Pap smear, Pap test and liquid cytology
Pap smear - a non-invasive test used in gynecological practice, allows you to diagnose cancer of the cervix and endometrium in the early stages, before the development of clinical manifestations. The aim is to detect atypical cells suspected of a tumor process. In the standard Pap test, the cytobrush material is stained and examined under a microscope.
A screening study for cancer was developed in 1940 by G. Papanikolaou, examining exfoliated cells that are suspected of cancer or precancerous lesions.
Liquid cytology is a type of Pap test, a more modern and effective method for diagnosing HPV. When conducting research, the biomaterial is placed not on a glass slide, but in a special liquid preservative.
Targeted biopsy of the cervix and curettage of the lining of the cervical canal with subsequent histological examination are performed when:
- detection of atypical cells based on cytology results,
- with highly oncogenic HPV types with changes identified by colposcopy,
- with obvious signs of pathology, without taking into account the results of HPV tests.
In men, it is possible to do a biopsy in case of neoplasms with suspected HPV. If warts are located deep in the urethra, biopsy material is taken during urethroscopy.
Histology for HPV is a diagnostic method in which specially treated papilloma tissue is examined under a microscope. The study is 100% informative for the confirmation of malignancy.
- exophytic flat warts with dyskeratosis and acanthosis,
- changes in the cytoplasm of the squamous epithelium,
- cervical cancer,
- penis cancer
- anorectal cancer.
Several options have been proposed for controlling human papillomavirus infection. In the first case cytological examination is used, in the second, with the help of PCR diagnostics, it is determined whether HPV is transient. Therefore, PCR analysis is prescribed again after 6 months.
Who should be tested for HPV
Qualitative tests are more often used for mass examinations for prevention, quantitative tests are prescribed when the clinical picture is suspicious for HPV infection.

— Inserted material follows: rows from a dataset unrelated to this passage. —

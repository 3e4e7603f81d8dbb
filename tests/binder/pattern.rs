//! Integration tests for the pattern binding strategy
//!
//! Tests overlap match counts and reference resolution across multiple
//! matches.

use herald_binder::{bind_pattern, capture};
use herald_foundation::{
    CollectingReporter, DiagnosticKind, Element, ElementId, Identity, ParamSpec, ReturnShape,
    Site,
};
use herald_grammar::{Binding, BindingKind, Environment, FieldBinding, declare};

/// The overlap fixture: path `a → <b> → <b> → <b>`.
fn chain_env() -> Environment {
    let mut env = Environment::new();
    let mut reporter = CollectingReporter::new();
    declare(
        &mut env,
        "Admin",
        &Site::of("Admin"),
        &["a <b> <b> <b>"],
        &mut reporter,
    );
    assert!(reporter.is_empty());
    env
}

fn field_binding(id: u32) -> Binding {
    Binding::field(
        ElementId::new(id),
        Site::member("Admin", "kind"),
        FieldBinding::ArgumentType,
    )
}

// =============================================================================
// Overlap counting
// =============================================================================

#[test]
fn single_token_pattern_yields_three_matches() {
    let mut env = chain_env();
    let binding = field_binding(0);
    let mut reporter = CollectingReporter::new();

    bind_pattern(&mut env, "Admin", &binding, &["<b>"], &mut reporter);
    assert!(reporter.is_empty());
    assert_eq!(env.bound_commands(binding.element()).len(), 3);
}

#[test]
fn overlapping_pattern_yields_two_matches_at_distinct_terminals() {
    let mut env = chain_env();
    let binding = field_binding(0);
    let mut reporter = CollectingReporter::new();

    bind_pattern(&mut env, "Admin", &binding, &["<b> <b>"], &mut reporter);
    assert!(reporter.is_empty());

    let bound = env.bound_commands(binding.element());
    assert_eq!(bound.len(), 2);

    let tree = env.namespace("Admin").unwrap().tree();
    let terminals: Vec<String> = bound.iter().map(|bc| tree.path(bc.node)).collect();
    assert_eq!(terminals, vec!["a <b> <b>", "a <b> <b> <b>"]);
}

#[test]
fn too_long_pattern_reports_unresolved_and_binds_nothing() {
    let mut env = chain_env();
    let binding = field_binding(0);
    let mut reporter = CollectingReporter::new();

    bind_pattern(
        &mut env,
        "Admin",
        &binding,
        &["<b> <b> <b> <b>"],
        &mut reporter,
    );

    assert_eq!(reporter.kinds(), vec![DiagnosticKind::UnresolvedPattern]);
    assert!(
        reporter.diagnostics()[0]
            .message
            .contains("<b> <b> <b> <b>")
    );
    assert!(env.bound_commands(binding.element()).is_empty());
}

#[test]
fn pattern_text_legal_where_declaration_would_not_be() {
    // "<a> c" is rejected as a namespace root by the literal-first lint,
    // but is a legal pattern target below the root.
    let mut env = Environment::new();
    let mut reporter = CollectingReporter::new();
    declare(
        &mut env,
        "Admin",
        &Site::of("Admin"),
        &["x <a> c"],
        &mut reporter,
    );

    let binding = field_binding(0);
    bind_pattern(&mut env, "Admin", &binding, &["<a> c"], &mut reporter);
    assert!(reporter.is_empty());
    assert_eq!(env.bound_commands(binding.element()).len(), 1);
}

// =============================================================================
// References across matches
// =============================================================================

#[test]
fn references_resolve_per_matched_node() {
    // A method referencing an ancestor <b>: each match resolves against
    // its own ancestor chain, so the targets differ per terminal.
    let mut env = chain_env();
    let element = Element::method(
        ElementId::new(0),
        Site::member("Admin", "run"),
        ReturnShape::Unit,
        vec![ParamSpec::referencing("which", Identity::argument("b"))],
    );
    let mut reporter = CollectingReporter::new();
    let binding = capture(&element, &mut reporter).unwrap();

    bind_pattern(&mut env, "Admin", &binding, &["<b> <b>"], &mut reporter);
    assert!(reporter.is_empty());

    let bound = env.bound_commands(element.id);
    assert_eq!(bound.len(), 2);

    let tree = env.namespace("Admin").unwrap().tree();
    let mut targets = Vec::new();
    for bc in bound {
        let node = tree.node(bc.node);
        let BindingKind::Method(method) = node.bindings().get(&element.id).unwrap().kind()
        else {
            panic!("expected a method binding");
        };
        assert_eq!(method.references.len(), 1);
        targets.push(method.references[0].target);
    }
    // The nearest <b> ancestor is the terminal itself in both matches,
    // and the two terminals are distinct nodes.
    assert_eq!(targets[0], bound[0].node);
    assert_eq!(targets[1], bound[1].node);
    assert_ne!(targets[0], targets[1]);
}

#[test]
fn unresolved_reference_suppresses_only_that_attach() {
    let mut env = Environment::new();
    let mut reporter = CollectingReporter::new();
    declare(
        &mut env,
        "Admin",
        &Site::of("Admin"),
        &["top <x> run", "run"],
        &mut reporter,
    );

    let element = Element::method(
        ElementId::new(0),
        Site::member("Admin", "go"),
        ReturnShape::Unit,
        vec![ParamSpec::referencing("which", Identity::argument("x"))],
    );
    let binding = capture(&element, &mut reporter).unwrap();

    // "run" matches both the nested node (with an <x> ancestor) and the
    // root node (without one).
    bind_pattern(&mut env, "Admin", &binding, &["run"], &mut reporter);

    assert_eq!(reporter.kinds(), vec![DiagnosticKind::UnresolvedReference]);
    assert_eq!(env.bound_commands(element.id).len(), 1);
}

In addition, the indications for HPV testing are as follows:
- unprotected "accidental" sexual intercourse;
- monitoring the effectiveness of therapy;
- detection of STIs;
- burdened gynecological history;
- HIV infection;
- planned pregnancy;
- has more than one sexual partner.
Women of childbearing potential are recommended to be tested for HPV once every 3-5 years.
What diagnosis is needed - the doctor will tell you.
Examination of men for HPV is justified only in clinical manifestations, sometimes the diagnosis is made with a busy obstetric and gynecological history of the partner.